General question for consideration: In light of Messing’s history and critique of the term “Neo-classicism”, to what goals and impulses can we attribute these “New Simplicities”? And how and to what extent did these New Simplicities operate across national boundaries?

(1) Chap 14 opens with a discussion (pp286-88) of Schoenberg’s activities in the realm of cabaret and popular musics. Though these musics are not typically thought of as Schoenberg influences, and though he himself repudiated them, Watkins suggests that his direct experience in these musics connects Schoenberg’s experience in the ‘Teens and ‘20s to that of other composers. Based on this and prior readings, what other composers, both within and outside Germany, share Schoenberg’s experience with cabaret and popular musics in this period?

(2) In the section subheaded “American Currents” (pp288-89), Watkins cites multiple examples of European interest in American popular culture, both within and outside music. What priorities, characteristics, or themes do European composers seem to be finding in these American topics, and how do these play out in their works? (Hint: consider our prior discussion of Parade). Also, in this same section, what connections can be drawn between popular influences, primitivism, and futurism?

(3) The discussion beginning p289 explores a particularly complex and fluid combination of sources and influences in German music in the 1920s, with specific focus on (one aspect of) Hindemith, Orff, Weill, and Krenek. Here are a few questions to help you formulate a thesis which explains how these factors interacted:

  • What was the 1920s German perspective on jazz, what it meant, and what resources it might present for concert music?
  • Looking at the illustration on p291, what “Isms” could be legitimately be attached to this image (some are more obvious associations, some less)?
  • Also on p291, Watkins discusses Hindemith’s 1921 Kammermusik and its scoring. What is the significance of the scoring, and of the texture, of this piece?
  • What is the interaction between Expressionism and Futurism? Could these things be matters of compositional (or audience) perspective?
  • Be prepared to define the term Zeitoper and to articulate the “Isms” that this idiom might have addressed?
  • On p292, last para, Watkins discusses the role that German folk music played in works of Mahler, Berg, and Schoenberg. How does he distinguish these composers’ perspectives on their own folk music from the perspectives of composers in other nations?

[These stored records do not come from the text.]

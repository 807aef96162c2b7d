//! Image preprocessing: decode, RGB conversion, resize, normalize, batch

use crate::config::InputSize;
use candle_core::{Device, Tensor};
use image::{imageops, imageops::FilterType, DynamicImage, RgbImage};
use leafscan_core::{Error, Result};

/// Number of color channels fed to the model
pub const CHANNELS: usize = 3;

/// Normalized single-image batch in NHWC layout, values in [0, 1]
#[derive(Debug, Clone, PartialEq)]
pub struct ImageTensor {
    data: Vec<f32>,
    height: usize,
    width: usize,
}

impl ImageTensor {
    /// Scale an RGB image's bytes to [0, 1]
    pub fn from_rgb(image: &RgbImage) -> Self {
        let (width, height) = image.dimensions();
        let data = image
            .as_raw()
            .iter()
            .map(|&v| f32::from(v) / 255.0)
            .collect();

        Self {
            data,
            height: height as usize,
            width: width as usize,
        }
    }

    /// Build from raw NHWC values; the length must match the dimensions
    pub fn from_raw(data: Vec<f32>, height: usize, width: usize) -> Result<Self> {
        if data.len() != height * width * CHANNELS {
            return Err(Error::inference(format!(
                "tensor holds {} values, expected {}x{}x{}",
                data.len(),
                height,
                width,
                CHANNELS
            )));
        }
        Ok(Self { data, height, width })
    }

    /// `[batch, height, width, channels]`
    pub fn shape(&self) -> [usize; 4] {
        [1, self.height, self.width, CHANNELS]
    }

    pub fn data(&self) -> &[f32] {
        &self.data
    }

    /// Copy into a candle tensor on `device`
    pub fn to_tensor(&self, device: &Device) -> Result<Tensor> {
        Tensor::from_slice(&self.data, (1, self.height, self.width, CHANNELS), device)
            .map_err(|e| Error::inference(format!("Failed to build input tensor: {}", e)))
    }
}

/// Turns uploaded bytes into model input
#[derive(Debug, Clone)]
pub struct Preprocessor {
    input_size: InputSize,
    filter: FilterType,
}

impl Default for Preprocessor {
    fn default() -> Self {
        Self::new(InputSize::default())
    }
}

impl Preprocessor {
    /// Bilinear resampling, matching the training pipeline
    pub fn new(input_size: InputSize) -> Self {
        Self {
            input_size,
            filter: FilterType::Triangle,
        }
    }

    pub fn input_size(&self) -> InputSize {
        self.input_size
    }

    /// Decode bytes in any supported raster format
    pub fn decode(&self, bytes: &[u8]) -> Result<DynamicImage> {
        if bytes.is_empty() {
            return Err(Error::invalid_image("empty image buffer"));
        }
        image::load_from_memory(bytes)
            .map_err(|e| Error::invalid_image(format!("Invalid image format: {}", e)))
    }

    /// Full preprocessing chain for one image
    pub fn preprocess(&self, bytes: &[u8]) -> Result<ImageTensor> {
        let decoded = self.decode(bytes)?;
        Ok(self.prepare(&decoded))
    }

    /// RGB conversion, direct resize (aspect ratio not kept) and scaling.
    ///
    /// Pixels are reduced to 8-bit RGB before resampling.
    pub fn prepare(&self, image: &DynamicImage) -> ImageTensor {
        let InputSize { height, width } = self.input_size;
        let rgb = image.to_rgb8();
        let resized = imageops::resize(&rgb, width, height, self.filter);
        ImageTensor::from_rgb(&resized)
    }
}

(4) On p294-95, be prepared to articulate the relationship between Orff’s background, principle works, and eventual efforts in music education and cognition.

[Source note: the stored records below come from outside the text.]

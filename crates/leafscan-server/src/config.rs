//! Server configuration

use leafscan_inference::InferenceConfig;
use leafscan_telemetry::{PersistenceConfig, StorageConfig};
use serde::{Deserialize, Serialize};
use std::path::{Path, PathBuf};

/// Prefix of environment variables, e.g. `LEAFSCAN_PORT`
pub const ENV_PREFIX: &str = "LEAFSCAN";

/// Server configuration
#[derive(Debug, Clone, Serialize, Deserialize)]
pub struct ServerConfig {
    /// Listen address
    #[serde(default = "default_listen")]
    pub listen: String,

    /// Listen port
    #[serde(default = "default_port")]
    pub port: u16,

    /// Prefix for the detection API
    #[serde(default = "default_api_prefix")]
    pub api_prefix: String,

    /// Allowed CORS origins; `*` allows any
    #[serde(default = "default_cors_origins")]
    pub cors_origins: Vec<String>,

    /// Maximum request body size
    #[serde(default = "default_max_upload_bytes")]
    pub max_upload_bytes: usize,

    /// Detection history backend
    #[serde(default)]
    pub storage: StorageConfig,

    /// Model, catalog and mock settings
    #[serde(default)]
    pub inference: InferenceConfig,
}

/// Values given on the command line; they win over file and environment
#[derive(Debug, Clone, Default)]
pub struct ConfigOverrides {
    pub model_path: Option<PathBuf>,
    pub listen: Option<String>,
    pub port: Option<u16>,
    pub records_dir: Option<PathBuf>,
}

impl ServerConfig {
    /// Load configuration from file, environment and CLI overrides
    pub fn load(config_path: &Path, overrides: &ConfigOverrides) -> anyhow::Result<Self> {
        let settings = config::Config::builder()
            .add_source(config::File::from(config_path).required(false))
            .add_source(
                config::Environment::with_prefix(ENV_PREFIX)
                    .prefix_separator("_")
                    .separator("__")
                    .try_parsing(true)
                    .list_separator(",")
                    .with_list_parse_key("cors_origins"),
            )
            .build()?;

        let mut config: Self = settings.try_deserialize()?;
        config.apply_overrides(overrides);
        config.validate()?;
        Ok(config)
    }

    /// Apply CLI overrides
    pub fn apply_overrides(&mut self, overrides: &ConfigOverrides) {
        if let Some(path) = &overrides.model_path {
            self.inference.model.path = path.clone();
        }

        if let Some(listen) = &overrides.listen {
            self.listen = listen.clone();
        }

        if let Some(port) = overrides.port {
            self.port = port;
        }

        if let Some(dir) = &overrides.records_dir {
            self.storage = match &self.storage {
                StorageConfig::Jsonl(existing) => StorageConfig::Jsonl(PersistenceConfig {
                    records_dir: dir.clone(),
                    ..existing.clone()
                }),
                StorageConfig::Memory => StorageConfig::Jsonl(PersistenceConfig::new(dir)),
            };
        }
    }

    pub fn validate(&self) -> anyhow::Result<()> {
        if !self.api_prefix.starts_with('/') || self.api_prefix.ends_with('/') {
            anyhow::bail!(
                "api_prefix must start with '/' and must not end with '/', got '{}'",
                self.api_prefix
            );
        }
        if self.max_upload_bytes == 0 {
            anyhow::bail!("max_upload_bytes must be greater than zero");
        }
        if let StorageConfig::Jsonl(persistence) = &self.storage {
            if persistence.flush_interval == 0 {
                anyhow::bail!("storage.flush_interval must be greater than zero");
            }
        }
        self.inference.validate()?;
        Ok(())
    }

    pub fn socket_addr(&self) -> String {
        format!("{}:{}", self.listen, self.port)
    }
}

impl Default for ServerConfig {
    fn default() -> Self {
        Self {
            listen: default_listen(),
            port: default_port(),
            api_prefix: default_api_prefix(),
            cors_origins: default_cors_origins(),
            max_upload_bytes: default_max_upload_bytes(),
            storage: StorageConfig::default(),
            inference: InferenceConfig::default(),
        }
    }
}

fn default_listen() -> String {
    "0.0.0.0".to_string()
}

fn default_port() -> u16 {
    8000
}

fn default_api_prefix() -> String {
    "/api/v1".to_string()
}

fn default_cors_origins() -> Vec<String> {
    vec!["*".to_string()]
}

fn default_max_upload_bytes() -> usize {
    10 * 1024 * 1024
}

(5) On pp295-399, there is an extensive discussion of Krenek’s Jonny Spielt Auf. This work is not at all well-known (and not easy to find in score or recordings), but in its topic, musical idioms, and general affect it foreshadows at least three later, better-known works (specifically, by Weill, Gershwin, and Blitzstein). How does Jonny grow out of Zeitoper, how does it reflect the “American Currents” cited previously, and how does Jonny anticipate future developments?

(6) Be prepared to articulate the ways in which “New Simplicity”, 1920s progressivism, and “American Currents” play out in Weill’s Threepenny Opera.

(7) Be prepared to articulate both the biographical and the artistic connections between Berg and Gershwin in this period, and to use these connections to contrast Berg’s perspectives on non-German music from those of Schoenberg and Webern.